I modify my first evaluation to speculate that the interior supports appear to have given way before the exterior lattice (whose girdle of closely-space columns and thin vertical windows between gave the buildings a unique look compared to use of large panes of glass elswhere) The lattice amazingly contained the interior collapse and the whole mess dropped vertically, almost, as newscasters report, as if executed by a demo expert.

I did not expect the Twin Towers to collapse. To suffer terrible fires and localized interior damage but not total collapse. The first was unbelievable, and as I said, I thought only the portion above the crash fell. Then the smoke cleared momentarily to show the totality. Then the second tower, collapsing in a near-perfect copy of the first. The sudden dropping of the floors above the crash, that impacting load overpowering the remaining system, and the straight drop collapse, neither tower falling much to the side, indicated what had happened.
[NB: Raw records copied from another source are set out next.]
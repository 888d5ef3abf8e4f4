//! Standalone instrumented service exposing the health and metrics endpoints.

use std::path::PathBuf;

use clap::Parser;

use callscope::config::{load_config, ServiceConfig};
use callscope::http::{always_healthy, HttpServer};
use callscope::lifecycle::{serve, StartupError};
use callscope::observability::logging::init_logging;
use callscope::observability::MetricRecorder;

#[derive(Parser, Debug)]
#[command(name = "callscope", version, about = "Instrumented HTTP service")]
struct Cli {
    /// Path to a TOML configuration file
    #[arg(short, long)]
    config: Option<PathBuf>,
}

#[tokio::main]
async fn main() -> Result<(), StartupError> {
    let cli = Cli::parse();

    let config = match &cli.config {
        Some(path) => load_config(path)?,
        None => ServiceConfig::default(),
    };

    init_logging(&config.observability);
    tracing::info!("callscope v{} starting", env!("CARGO_PKG_VERSION"));
    tracing::info!(
        bind_address = %config.listener.bind_address,
        default_locale = %config.request.default_locale,
        request_timeout_secs = config.request.timeout_secs,
        "Configuration loaded"
    );

    let metrics = MetricRecorder::new()?;
    let server = HttpServer::new(config, metrics, always_healthy());
    serve(server).await?;

    tracing::info!("Shutdown complete");
    Ok(())
}
//! Configuration schema definitions.
//!
//! All types derive Serde traits for deserialization from config files.

use serde::{Deserialize, Serialize};

use crate::context::DEFAULT_LOCALE;

/// Root configuration for an instrumented service.
#[derive(Debug, Clone, Deserialize, Serialize, Default)]
#[serde(default)]
pub struct ServiceConfig {
    /// Listener configuration (bind address).
    pub listener: ListenerConfig,

    /// Inbound request handling.
    pub request: RequestConfig,

    /// Outbound client defaults.
    pub client: ClientConfig,

    /// Observability settings.
    pub observability: ObservabilityConfig,
}

/// Listener configuration.
#[derive(Debug, Clone, Deserialize, Serialize)]
#[serde(default)]
pub struct ListenerConfig {
    /// Bind address (e.g., "0.0.0.0:8080").
    pub bind_address: String,
}

impl Default for ListenerConfig {
    fn default() -> Self {
        Self {
            bind_address: "0.0.0.0:8080".to_string(),
        }
    }
}

/// Inbound request configuration.
#[derive(Debug, Clone, Deserialize, Serialize)]
#[serde(default)]
pub struct RequestConfig {
    /// Locale used when a request carries no Accept-Language header.
    pub default_locale: String,

    /// Total time allowed for serving one request, in seconds.
    pub timeout_secs: u64,
}

impl Default for RequestConfig {
    fn default() -> Self {
        Self {
            default_locale: DEFAULT_LOCALE.to_string(),
            timeout_secs: 30,
        }
    }
}

/// Outbound client configuration.
#[derive(Debug, Clone, Deserialize, Serialize)]
#[serde(default)]
pub struct ClientConfig {
    /// Calls slower than this are logged as a warning, in milliseconds.
    pub warning_threshold_ms: u64,

    /// Per-call timeout in seconds.
    pub timeout_secs: u64,
}

impl Default for ClientConfig {
    fn default() -> Self {
        Self {
            warning_threshold_ms: 500,
            timeout_secs: 10,
        }
    }
}

/// Observability configuration.
#[derive(Debug, Clone, Deserialize, Serialize)]
#[serde(default)]
pub struct ObservabilityConfig {
    /// Log level (trace, debug, info, warn, error).
    pub log_level: String,

    /// Log output format ("pretty" or "json").
    pub log_format: String,
}

impl Default for ObservabilityConfig {
    fn default() -> Self {
        Self {
            log_level: "info".to_string(),
            log_format: "pretty".to_string(),
        }
    }
}
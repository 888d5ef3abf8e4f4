//! Uniform error taxonomy.
//!
//! # Data Flow
//! ```text
//! handler / extractor raises error
//!     → handler.rs (HandlerError / TaxonomyError → response extension)
//!     → http::response (finalization middleware)
//!     → response.rs (ErrorResponse wire body, non-taxonomy errors coerced to 500)
//!
//! downstream call fails (client)
//!     → downstream.rs (no response / non-2xx / undecodable body → BadGateway)
//! ```
//!
//! # Design Decisions
//! - Status codes come from a closed set of kinds
//! - Only 5xx kinds are operational incidents (logged at error level)
//! - Downstream failures always surface as BadGateway, whatever the remote status

pub mod downstream;
pub mod handler;
pub mod response;
pub mod taxonomy;

pub use downstream::{DownstreamFailure, RemoteError};
pub use handler::{HandlerError, RaisedError};
pub use response::ErrorResponse;
pub use taxonomy::{ErrorKind, TaxonomyError};
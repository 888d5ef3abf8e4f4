//! Typed errors with a fixed wire status.

use axum::http::StatusCode;
use thiserror::Error;

use crate::context::new_id;

/// Recognized error kinds and their wire status codes.
#[derive(Debug, Clone, Copy, PartialEq, Eq, Hash)]
pub enum ErrorKind {
    BadRequest,
    Unauthorized,
    Forbidden,
    NotFound,
    InternalServerError,
    BadGateway,
}

impl ErrorKind {
    /// Wire status code of this kind.
    pub fn status(self) -> StatusCode {
        match self {
            ErrorKind::BadRequest => StatusCode::BAD_REQUEST,
            ErrorKind::Unauthorized => StatusCode::UNAUTHORIZED,
            ErrorKind::Forbidden => StatusCode::FORBIDDEN,
            ErrorKind::NotFound => StatusCode::NOT_FOUND,
            ErrorKind::InternalServerError => StatusCode::INTERNAL_SERVER_ERROR,
            ErrorKind::BadGateway => StatusCode::BAD_GATEWAY,
        }
    }

    /// Kind for a status code, if the status belongs to the taxonomy.
    pub fn from_status(status: u16) -> Option<Self> {
        match status {
            400 => Some(ErrorKind::BadRequest),
            401 => Some(ErrorKind::Unauthorized),
            403 => Some(ErrorKind::Forbidden),
            404 => Some(ErrorKind::NotFound),
            500 => Some(ErrorKind::InternalServerError),
            502 => Some(ErrorKind::BadGateway),
            _ => None,
        }
    }

    /// Canonical reason phrase, used when an error carries no message.
    pub fn reason(self) -> &'static str {
        self.status().canonical_reason().unwrap_or("Unknown Error")
    }

    /// True for kinds that indicate an operational incident.
    pub fn is_server_error(self) -> bool {
        self.status().is_server_error()
    }
}

/// Error carrying a correlation id, a human message and a wire status.
#[derive(Debug, Clone, PartialEq, Eq, Error)]
#[error("Error(id={id}, statusCode={} message=[{message}])", .kind.status().as_u16())]
pub struct TaxonomyError {
    id: String,
    message: String,
    kind: ErrorKind,
}

impl TaxonomyError {
    /// Create an error of `kind` with a fresh id.
    ///
    /// An empty message is replaced by the kind's reason phrase.
    pub fn new(kind: ErrorKind, message: impl Into<String>) -> Self {
        let mut message = message.into();
        if message.is_empty() {
            message = kind.reason().to_string();
        }
        Self {
            id: new_id(),
            message,
            kind,
        }
    }

    /// 400 Bad Request.
    pub fn bad_request(message: impl Into<String>) -> Self {
        Self::new(ErrorKind::BadRequest, message)
    }

    /// 401 Unauthorized.
    pub fn unauthorized(message: impl Into<String>) -> Self {
        Self::new(ErrorKind::Unauthorized, message)
    }

    /// 403 Forbidden.
    pub fn forbidden(message: impl Into<String>) -> Self {
        Self::new(ErrorKind::Forbidden, message)
    }

    /// 404 Not Found.
    pub fn not_found(message: impl Into<String>) -> Self {
        Self::new(ErrorKind::NotFound, message)
    }

    /// 500 Internal Server Error.
    pub fn internal(message: impl Into<String>) -> Self {
        Self::new(ErrorKind::InternalServerError, message)
    }

    /// 502 Bad Gateway.
    pub fn bad_gateway(message: impl Into<String>) -> Self {
        Self::new(ErrorKind::BadGateway, message)
    }

    /// Replace the id with a known correlation id (usually the request id).
    pub fn with_correlation_id(mut self, id: impl Into<String>) -> Self {
        let id = id.into();
        if !id.is_empty() {
            self.id = id;
        }
        self
    }

    /// Correlation id.
    pub fn id(&self) -> &str {
        &self.id
    }

    pub fn message(&self) -> &str {
        &self.message
    }

    pub fn kind(&self) -> ErrorKind {
        self.kind
    }

    /// Wire status code.
    pub fn status(&self) -> StatusCode {
        self.kind.status()
    }

    /// True when the error should be treated as an operational incident.
    pub fn is_server_error(&self) -> bool {
        self.kind.is_server_error()
    }
}

#[cfg(test)]
mod tests {
    use super::*;

    #[test]
    fn test_constructors_map_to_fixed_status() {
        let cases = [
            (TaxonomyError::bad_request("x"), 400),
            (TaxonomyError::unauthorized("x"), 401),
            (TaxonomyError::forbidden("x"), 403),
            (TaxonomyError::not_found("x"), 404),
            (TaxonomyError::internal("x"), 500),
            (TaxonomyError::bad_gateway("x"), 502),
        ];
        for (err, status) in cases {
            assert_eq!(err.status().as_u16(), status);
            assert_eq!(ErrorKind::from_status(status), Some(err.kind()));
            assert_eq!(err.is_server_error(), status >= 500);
        }
        assert_eq!(ErrorKind::from_status(418), None);
    }

    #[test]
    fn test_empty_message_uses_reason_phrase() {
        assert_eq!(TaxonomyError::not_found("").message(), "Not Found");
        assert_eq!(TaxonomyError::bad_gateway("").message(), "Bad Gateway");
        assert_eq!(TaxonomyError::forbidden("no access").message(), "no access");
    }

    #[test]
    fn test_correlation_id() {
        let err = TaxonomyError::internal("boom");
        assert!(!err.id().is_empty());

        let err = err.with_correlation_id("req-7");
        assert_eq!(err.id(), "req-7");

        let err = err.with_correlation_id("");
        assert_eq!(err.id(), "req-7");
    }

    #[test]
    fn test_display() {
        let err = TaxonomyError::bad_request("missing field").with_correlation_id("abc");
        assert_eq!(
            err.to_string(),
            "Error(id=abc, statusCode=400 message=[missing field])"
        );
    }
}
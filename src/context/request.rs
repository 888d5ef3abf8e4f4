//! Request identity carried across process boundaries.

use std::fmt;
use std::sync::Arc;

use crate::context::new_id;
use crate::context::scope::{ScopedRequestId, WorkScope};

/// Locale used when none is supplied.
pub const DEFAULT_LOCALE: &str = "sv";

/// Immutable per-request identity layered over a [`WorkScope`].
///
/// The request id is the join key between logs, metrics and error bodies on
/// both sides of a service boundary. It is never empty.
#[derive(Clone)]
pub struct RequestContext {
    identity: Arc<Identity>,
    scope: WorkScope,
}

struct Identity {
    id: String,
    client_id: String,
    locale: String,
    credential: Option<String>,
}

impl RequestContext {
    /// Create a context from a parent scope.
    ///
    /// The request id is attached to a child of `parent` as a [`ScopedRequestId`].
    /// An empty `request_id` is replaced by a freshly minted one and an empty
    /// `locale` by [`DEFAULT_LOCALE`].
    pub fn new(
        parent: &WorkScope,
        request_id: impl Into<String>,
        client_id: impl Into<String>,
        locale: impl Into<String>,
        credential: Option<String>,
    ) -> Self {
        let mut id = request_id.into();
        if id.is_empty() {
            id = new_id();
        }
        let mut locale = locale.into();
        if locale.is_empty() {
            locale = DEFAULT_LOCALE.to_string();
        }

        let scope = parent.with_value(ScopedRequestId(id.clone()));
        Self {
            identity: Arc::new(Identity {
                id,
                client_id: client_id.into(),
                locale,
                credential: credential.filter(|c| !c.is_empty()),
            }),
            scope,
        }
    }

    /// Create a context with a fresh request id over a root scope.
    ///
    /// Used for work that is not triggered by an inbound request.
    pub fn from_root(
        client_id: impl Into<String>,
        locale: impl Into<String>,
        credential: Option<String>,
    ) -> Self {
        Self::new(&WorkScope::root(), new_id(), client_id, locale, credential)
    }

    /// Request id (correlation id).
    pub fn id(&self) -> &str {
        &self.identity.id
    }

    /// Identifier of the calling client.
    pub fn client_id(&self) -> &str {
        &self.identity.client_id
    }

    /// Preferred locale.
    pub fn locale(&self) -> &str {
        &self.identity.locale
    }

    /// Bearer credential, when the caller supplied one.
    pub fn credential(&self) -> Option<&str> {
        self.identity.credential.as_deref()
    }

    /// Cancellation scope of the request.
    pub fn scope(&self) -> &WorkScope {
        &self.scope
    }
}

impl fmt::Display for RequestContext {
    fn fmt(&self, f: &mut fmt::Formatter<'_>) -> fmt::Result {
        write!(
            f,
            "Context(id=[{}], clientId=[{}] language={})",
            self.id(),
            self.client_id(),
            self.locale()
        )
    }
}

// Credential stays out of debug output.
impl fmt::Debug for RequestContext {
    fn fmt(&self, f: &mut fmt::Formatter<'_>) -> fmt::Result {
        f.debug_struct("RequestContext")
            .field("id", &self.id())
            .field("client_id", &self.client_id())
            .field("locale", &self.locale())
            .field("has_credential", &self.credential().is_some())
            .finish()
    }
}

#[cfg(test)]
mod tests {
    use super::*;
    use uuid::Uuid;

    #[test]
    fn test_from_root() {
        let ctx = RequestContext::from_root("test-client-id", "sv", Some("auth-token".into()));

        assert!(Uuid::parse_str(ctx.id()).is_ok());
        assert_eq!(ctx.scope().request_id(), Some(ctx.id()));
        assert_eq!(ctx.client_id(), "test-client-id");
        assert_eq!(ctx.credential(), Some("auth-token"));
        assert!(!ctx.scope().is_cancelled());
    }

    #[test]
    fn test_new_keeps_supplied_id() {
        let parent = WorkScope::root();
        let ctx = RequestContext::new(&parent, "req-42", "client", "en", None);

        assert_eq!(ctx.id(), "req-42");
        assert_eq!(ctx.scope().request_id(), Some("req-42"));
        assert_eq!(ctx.locale(), "en");
        assert_eq!(ctx.credential(), None);
        // The parent scope is not modified.
        assert_eq!(parent.request_id(), None);
    }

    #[test]
    fn test_empty_fields_fall_back() {
        let ctx = RequestContext::new(&WorkScope::root(), "", "client", "", Some(String::new()));

        assert!(!ctx.id().is_empty());
        assert_eq!(ctx.locale(), DEFAULT_LOCALE);
        assert_eq!(ctx.credential(), None);
    }

    #[test]
    fn test_inherits_parent_cancellation() {
        let parent = WorkScope::root();
        let ctx = RequestContext::new(&parent, "req-1", "client", "sv", None);
        parent.cancel();
        assert!(ctx.scope().is_cancelled());
    }

    #[test]
    fn test_display_hides_credential() {
        let ctx = RequestContext::new(&WorkScope::root(), "id-1", "c-1", "sv", Some("secret".into()));
        assert_eq!(ctx.to_string(), "Context(id=[id-1], clientId=[c-1] language=sv)");
        assert!(!format!("{:?}", ctx).contains("secret"));
    }
}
Close-ups of the exterior show the latticework bridging the crash penetrations, reminding of sales pitches from the 19th Century when cast-iron manufacturers promoted their architecture with structural compoments missing with no apparent destabilization -- the load automatically shifting to remaining components. Their prognostications failed at the first intense fire which overheated and cracked the cast iron, sometimes collapsing more quickly than predecessor masonry bearing wall and wood floor system composites.